Rice, wheat, corn, soybeans, and sorghum are the five major crops in China, which account for 92% of the country’s total grain production and 33% of its water consumption. Combining water footprint analysis tools with sustainability assessment tools, the water sustainability of the five major crops can be analyzed. Based on ecological economics theory, this paper constructs a sustainability evaluation system of China’s five major crops’ water footprints and analyzes the national and provincial diversity of the sustainability of the five major crops’ water footprints using three dimensions: scale, distribution, and equity. We find that the interprovincial distribution equity sustainability divergence is the key bottleneck factor that restricts sustainability (more than scale and configuration). One key strategy is to arrange grain production at the national level, on the basis of considering the differences of water-resource endowment between different provinces to break through the bottleneck of the water-resource distribution sustainability of these five major food crops.
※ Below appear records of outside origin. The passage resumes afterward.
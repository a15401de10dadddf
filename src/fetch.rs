//! URI fetching capability used by the encode-to-durable-form step.
//!
//! A capture result carries a transient display URI; this module resolves
//! such a URI to raw bytes. [`WebFetcher`] is the default implementation:
//! `http(s)` URIs go through reqwest, while `data:` and `file://` URIs are
//! resolved locally without touching the network.

use anyhow::{bail, Context, Result};
use async_trait::async_trait;

use crate::encode;

/// Resolves a URI to its raw bytes.
#[async_trait]
pub trait UriFetcher: Send + Sync {
    /// Fetch the bytes at `uri`. Failures propagate; no retry.
    async fn fetch(&self, uri: &str) -> Result<Vec<u8>>;
}

/// Default [`UriFetcher`] backed by reqwest for remote URIs.
pub struct WebFetcher {
    client: reqwest::Client,
}

impl WebFetcher {
    pub fn new() -> Self {
        Self {
            client: reqwest::Client::new(),
        }
    }
}

impl Default for WebFetcher {
    fn default() -> Self {
        Self::new()
    }
}

#[async_trait]
impl UriFetcher for WebFetcher {
    async fn fetch(&self, uri: &str) -> Result<Vec<u8>> {
        if uri.starts_with("data:") {
            return encode::decode_payload(uri)
                .with_context(|| "data URI does not carry a base64 payload".to_string());
        }

        if let Some(path) = uri.strip_prefix("file://") {
            return tokio::fs::read(path)
                .await
                .with_context(|| format!("failed to read {}", path));
        }

        if uri.starts_with("http://") || uri.starts_with("https://") {
            let response = self
                .client
                .get(uri)
                .send()
                .await
                .with_context(|| format!("failed to fetch {}", uri))?;
            let response = response
                .error_for_status()
                .with_context(|| format!("fetch of {} returned an error status", uri))?;
            let bytes = response
                .bytes()
                .await
                .with_context(|| format!("failed to read body of {}", uri))?;
            return Ok(bytes.to_vec());
        }

        bail!("unsupported URI scheme: {}", uri);
    }
}

#[cfg(test)]
mod tests {
    use super::*;

    #[tokio::test]
    async fn test_fetch_data_uri() {
        let fetcher = WebFetcher::new();
        let uri = encode::to_jpeg_data_uri(b"pixels");
        let bytes = fetcher.fetch(&uri).await.unwrap();
        assert_eq!(bytes, b"pixels");
    }

    #[tokio::test]
    async fn test_fetch_file_uri() {
        let tmp = tempfile::NamedTempFile::new().unwrap();
        std::fs::write(tmp.path(), b"on disk").unwrap();
        let fetcher = WebFetcher::new();
        let uri = format!("file://{}", tmp.path().display());
        let bytes = fetcher.fetch(&uri).await.unwrap();
        assert_eq!(bytes, b"on disk");
    }

    #[tokio::test]
    async fn test_unknown_scheme_is_an_error() {
        let fetcher = WebFetcher::new();
        assert!(fetcher.fetch("blob:abc123").await.is_err());
    }
}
This paper determines a general management model that can improve the sustainability of water resource management at the interprovincial level by comparing and analyzing the most sustainable and least sustainable provinces for the water footprint production of these five major crops.

Suggested Citation

  • Yuanhong Tian & Matthias Ruth & Dajian Zhu & Jinfeng Ding & Nicholas Morris, 2019. "A Sustainability Assessment of Five Major Food Crops’ Water Footprints in China from 1978 to 2010," Sustainability, MDPI, vol. 11(21), pages 1-20, November.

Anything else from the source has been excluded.